*YOUR INSTRUCTIONS*.
Please copy out the lines in the entries that contain "HttpClient".

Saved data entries
=-=-=
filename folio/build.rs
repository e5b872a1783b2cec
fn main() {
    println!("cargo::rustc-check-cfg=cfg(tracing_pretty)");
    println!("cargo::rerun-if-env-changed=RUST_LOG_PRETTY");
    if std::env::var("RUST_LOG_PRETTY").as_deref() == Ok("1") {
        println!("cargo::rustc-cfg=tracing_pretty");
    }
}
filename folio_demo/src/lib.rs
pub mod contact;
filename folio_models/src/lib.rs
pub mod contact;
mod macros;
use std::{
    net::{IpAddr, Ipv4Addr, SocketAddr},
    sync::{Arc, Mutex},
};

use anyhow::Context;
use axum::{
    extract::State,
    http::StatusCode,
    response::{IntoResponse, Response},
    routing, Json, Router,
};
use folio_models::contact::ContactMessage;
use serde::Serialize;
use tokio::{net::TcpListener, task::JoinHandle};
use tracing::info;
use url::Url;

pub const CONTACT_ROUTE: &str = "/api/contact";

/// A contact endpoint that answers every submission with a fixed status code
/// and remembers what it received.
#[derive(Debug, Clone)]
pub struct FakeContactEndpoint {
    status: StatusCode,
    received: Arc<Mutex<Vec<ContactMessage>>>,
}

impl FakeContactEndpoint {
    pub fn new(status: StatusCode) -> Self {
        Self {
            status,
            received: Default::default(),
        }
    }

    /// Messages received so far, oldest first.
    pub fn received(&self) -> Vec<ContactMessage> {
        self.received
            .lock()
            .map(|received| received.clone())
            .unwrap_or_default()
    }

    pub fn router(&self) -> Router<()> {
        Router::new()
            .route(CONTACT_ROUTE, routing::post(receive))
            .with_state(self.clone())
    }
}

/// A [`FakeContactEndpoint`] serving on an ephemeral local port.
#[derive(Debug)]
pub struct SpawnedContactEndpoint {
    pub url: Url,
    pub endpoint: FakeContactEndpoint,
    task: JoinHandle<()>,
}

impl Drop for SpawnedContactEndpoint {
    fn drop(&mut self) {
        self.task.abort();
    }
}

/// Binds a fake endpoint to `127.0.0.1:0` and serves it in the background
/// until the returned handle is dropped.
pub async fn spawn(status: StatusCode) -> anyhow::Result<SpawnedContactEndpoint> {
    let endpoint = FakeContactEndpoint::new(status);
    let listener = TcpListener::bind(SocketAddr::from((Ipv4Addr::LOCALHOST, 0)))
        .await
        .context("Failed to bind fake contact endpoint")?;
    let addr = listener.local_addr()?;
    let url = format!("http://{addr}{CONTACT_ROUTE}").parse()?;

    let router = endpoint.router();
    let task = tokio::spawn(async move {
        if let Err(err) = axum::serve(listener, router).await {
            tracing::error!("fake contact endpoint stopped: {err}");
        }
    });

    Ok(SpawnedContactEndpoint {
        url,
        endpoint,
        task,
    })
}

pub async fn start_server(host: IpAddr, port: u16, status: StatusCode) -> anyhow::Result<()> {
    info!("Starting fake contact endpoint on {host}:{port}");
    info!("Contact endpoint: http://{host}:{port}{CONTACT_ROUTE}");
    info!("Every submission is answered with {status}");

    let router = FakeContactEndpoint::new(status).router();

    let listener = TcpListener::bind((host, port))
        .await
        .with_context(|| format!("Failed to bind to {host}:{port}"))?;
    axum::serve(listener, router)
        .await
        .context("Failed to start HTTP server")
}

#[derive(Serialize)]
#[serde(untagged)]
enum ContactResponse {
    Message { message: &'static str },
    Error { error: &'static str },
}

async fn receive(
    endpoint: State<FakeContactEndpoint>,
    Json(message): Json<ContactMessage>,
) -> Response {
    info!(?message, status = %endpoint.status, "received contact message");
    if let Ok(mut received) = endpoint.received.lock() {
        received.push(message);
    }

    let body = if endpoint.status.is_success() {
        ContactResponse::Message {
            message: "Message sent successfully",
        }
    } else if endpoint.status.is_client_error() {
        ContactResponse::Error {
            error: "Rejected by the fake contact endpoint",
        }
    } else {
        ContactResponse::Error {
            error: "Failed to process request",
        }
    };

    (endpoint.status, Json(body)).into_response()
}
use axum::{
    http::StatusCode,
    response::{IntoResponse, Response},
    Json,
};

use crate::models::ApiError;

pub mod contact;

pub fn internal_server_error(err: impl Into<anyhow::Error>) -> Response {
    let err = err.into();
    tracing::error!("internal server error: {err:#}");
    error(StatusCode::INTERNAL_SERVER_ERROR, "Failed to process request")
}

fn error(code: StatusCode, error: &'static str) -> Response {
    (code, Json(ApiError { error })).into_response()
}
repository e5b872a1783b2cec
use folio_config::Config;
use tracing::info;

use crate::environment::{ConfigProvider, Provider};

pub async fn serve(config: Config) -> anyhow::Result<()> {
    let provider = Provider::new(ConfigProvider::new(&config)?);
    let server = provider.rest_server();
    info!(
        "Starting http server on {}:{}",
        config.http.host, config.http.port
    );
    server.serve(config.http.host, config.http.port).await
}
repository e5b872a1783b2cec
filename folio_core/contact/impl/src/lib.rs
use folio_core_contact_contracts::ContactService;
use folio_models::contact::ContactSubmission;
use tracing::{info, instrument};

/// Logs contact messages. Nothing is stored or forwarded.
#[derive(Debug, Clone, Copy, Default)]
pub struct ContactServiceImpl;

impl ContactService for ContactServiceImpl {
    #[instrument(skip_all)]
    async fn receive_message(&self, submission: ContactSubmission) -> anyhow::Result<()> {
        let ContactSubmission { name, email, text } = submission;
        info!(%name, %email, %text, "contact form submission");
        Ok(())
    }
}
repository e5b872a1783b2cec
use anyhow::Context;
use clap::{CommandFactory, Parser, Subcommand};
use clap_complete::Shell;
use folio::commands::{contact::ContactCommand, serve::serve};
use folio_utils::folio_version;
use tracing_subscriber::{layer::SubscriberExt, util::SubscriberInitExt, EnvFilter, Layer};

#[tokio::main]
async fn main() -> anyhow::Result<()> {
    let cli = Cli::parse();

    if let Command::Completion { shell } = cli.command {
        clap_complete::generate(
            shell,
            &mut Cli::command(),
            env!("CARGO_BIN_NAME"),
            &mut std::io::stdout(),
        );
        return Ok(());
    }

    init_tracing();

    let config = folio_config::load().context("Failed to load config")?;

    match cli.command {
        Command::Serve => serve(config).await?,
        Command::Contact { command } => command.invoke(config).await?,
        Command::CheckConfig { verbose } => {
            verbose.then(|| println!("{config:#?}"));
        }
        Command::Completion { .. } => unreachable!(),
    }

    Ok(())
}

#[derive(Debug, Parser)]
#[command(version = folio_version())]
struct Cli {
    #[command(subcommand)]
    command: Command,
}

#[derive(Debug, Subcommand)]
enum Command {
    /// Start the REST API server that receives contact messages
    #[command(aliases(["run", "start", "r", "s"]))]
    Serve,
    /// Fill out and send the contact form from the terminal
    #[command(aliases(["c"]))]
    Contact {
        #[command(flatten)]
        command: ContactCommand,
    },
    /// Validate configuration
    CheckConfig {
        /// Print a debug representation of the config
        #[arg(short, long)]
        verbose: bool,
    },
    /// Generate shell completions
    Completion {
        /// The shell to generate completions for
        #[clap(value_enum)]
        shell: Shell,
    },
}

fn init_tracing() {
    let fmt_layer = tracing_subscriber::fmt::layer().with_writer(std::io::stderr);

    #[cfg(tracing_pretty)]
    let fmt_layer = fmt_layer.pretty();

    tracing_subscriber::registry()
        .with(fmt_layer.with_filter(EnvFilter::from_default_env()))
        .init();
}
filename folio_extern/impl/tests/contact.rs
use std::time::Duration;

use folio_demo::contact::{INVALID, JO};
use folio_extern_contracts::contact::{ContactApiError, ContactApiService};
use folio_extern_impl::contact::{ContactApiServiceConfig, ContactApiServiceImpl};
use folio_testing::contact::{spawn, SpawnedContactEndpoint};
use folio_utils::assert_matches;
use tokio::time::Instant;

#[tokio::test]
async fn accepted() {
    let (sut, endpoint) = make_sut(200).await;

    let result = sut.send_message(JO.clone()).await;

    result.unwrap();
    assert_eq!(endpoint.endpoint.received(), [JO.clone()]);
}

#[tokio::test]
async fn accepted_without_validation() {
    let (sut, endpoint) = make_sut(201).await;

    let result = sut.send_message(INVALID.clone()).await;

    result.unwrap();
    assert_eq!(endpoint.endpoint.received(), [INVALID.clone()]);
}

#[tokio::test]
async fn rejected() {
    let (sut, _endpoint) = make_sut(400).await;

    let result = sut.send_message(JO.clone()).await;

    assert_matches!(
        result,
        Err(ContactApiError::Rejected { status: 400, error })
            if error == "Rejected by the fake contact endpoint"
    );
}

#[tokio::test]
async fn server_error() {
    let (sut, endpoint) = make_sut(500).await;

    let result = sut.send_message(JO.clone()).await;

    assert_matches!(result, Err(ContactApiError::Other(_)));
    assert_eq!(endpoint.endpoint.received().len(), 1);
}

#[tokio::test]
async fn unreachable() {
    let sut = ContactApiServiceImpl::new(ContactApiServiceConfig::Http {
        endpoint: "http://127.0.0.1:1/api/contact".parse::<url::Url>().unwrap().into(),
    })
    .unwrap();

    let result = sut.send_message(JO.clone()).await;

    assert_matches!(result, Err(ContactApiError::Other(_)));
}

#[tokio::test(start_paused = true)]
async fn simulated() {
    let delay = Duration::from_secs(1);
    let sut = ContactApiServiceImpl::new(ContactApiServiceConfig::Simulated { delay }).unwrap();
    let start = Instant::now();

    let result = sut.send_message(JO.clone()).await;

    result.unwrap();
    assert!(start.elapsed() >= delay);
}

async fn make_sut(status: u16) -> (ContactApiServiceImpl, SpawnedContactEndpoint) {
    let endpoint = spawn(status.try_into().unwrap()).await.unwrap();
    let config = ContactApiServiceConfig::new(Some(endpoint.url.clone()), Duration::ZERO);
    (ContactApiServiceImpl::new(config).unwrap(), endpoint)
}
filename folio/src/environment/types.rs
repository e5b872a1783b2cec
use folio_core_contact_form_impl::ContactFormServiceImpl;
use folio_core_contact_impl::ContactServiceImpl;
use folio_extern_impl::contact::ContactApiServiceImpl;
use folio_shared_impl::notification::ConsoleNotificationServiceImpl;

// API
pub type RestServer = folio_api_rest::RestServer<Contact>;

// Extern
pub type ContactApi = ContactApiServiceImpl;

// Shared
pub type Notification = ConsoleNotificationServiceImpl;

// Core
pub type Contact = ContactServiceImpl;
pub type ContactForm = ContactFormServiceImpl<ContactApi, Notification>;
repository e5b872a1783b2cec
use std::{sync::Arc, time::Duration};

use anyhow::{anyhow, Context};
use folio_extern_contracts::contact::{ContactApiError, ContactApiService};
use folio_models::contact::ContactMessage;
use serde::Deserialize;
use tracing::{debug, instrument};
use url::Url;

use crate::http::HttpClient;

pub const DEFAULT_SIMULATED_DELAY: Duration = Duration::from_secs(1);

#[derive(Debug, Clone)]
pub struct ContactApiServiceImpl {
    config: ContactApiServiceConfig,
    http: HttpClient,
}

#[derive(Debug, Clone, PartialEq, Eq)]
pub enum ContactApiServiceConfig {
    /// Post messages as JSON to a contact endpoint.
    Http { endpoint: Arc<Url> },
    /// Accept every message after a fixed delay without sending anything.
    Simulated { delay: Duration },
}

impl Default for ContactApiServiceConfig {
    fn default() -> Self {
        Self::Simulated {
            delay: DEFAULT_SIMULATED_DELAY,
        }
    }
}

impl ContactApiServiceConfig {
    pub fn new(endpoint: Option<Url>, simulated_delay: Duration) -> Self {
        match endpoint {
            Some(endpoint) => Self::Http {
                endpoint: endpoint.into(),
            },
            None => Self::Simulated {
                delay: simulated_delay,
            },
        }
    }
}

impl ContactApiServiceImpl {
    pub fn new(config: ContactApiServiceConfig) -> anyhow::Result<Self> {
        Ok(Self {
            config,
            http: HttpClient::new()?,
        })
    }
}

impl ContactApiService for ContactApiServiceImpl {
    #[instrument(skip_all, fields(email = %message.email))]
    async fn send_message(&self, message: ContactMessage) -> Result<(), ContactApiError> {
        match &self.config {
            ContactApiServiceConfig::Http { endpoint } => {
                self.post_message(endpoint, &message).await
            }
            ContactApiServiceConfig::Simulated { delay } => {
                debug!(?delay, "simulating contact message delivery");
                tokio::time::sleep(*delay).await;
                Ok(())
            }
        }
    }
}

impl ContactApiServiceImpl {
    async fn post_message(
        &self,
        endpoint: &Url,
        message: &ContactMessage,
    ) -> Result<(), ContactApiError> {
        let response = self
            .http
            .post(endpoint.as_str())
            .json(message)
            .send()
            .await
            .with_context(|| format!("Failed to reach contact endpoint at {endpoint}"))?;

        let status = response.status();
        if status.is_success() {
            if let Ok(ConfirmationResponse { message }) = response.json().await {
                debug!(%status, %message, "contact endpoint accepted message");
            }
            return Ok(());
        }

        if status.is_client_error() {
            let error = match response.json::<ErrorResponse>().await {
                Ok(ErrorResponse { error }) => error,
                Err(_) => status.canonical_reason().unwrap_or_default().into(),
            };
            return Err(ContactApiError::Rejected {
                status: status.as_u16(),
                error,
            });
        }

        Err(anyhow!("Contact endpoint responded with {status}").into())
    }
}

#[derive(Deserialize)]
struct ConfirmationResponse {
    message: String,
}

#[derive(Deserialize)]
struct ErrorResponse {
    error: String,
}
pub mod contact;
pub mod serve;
=-=-=
*COMPLETED EXERCISE*.
use crate::http::HttpClient;
    http: HttpClient,
            http: HttpClient::new()?,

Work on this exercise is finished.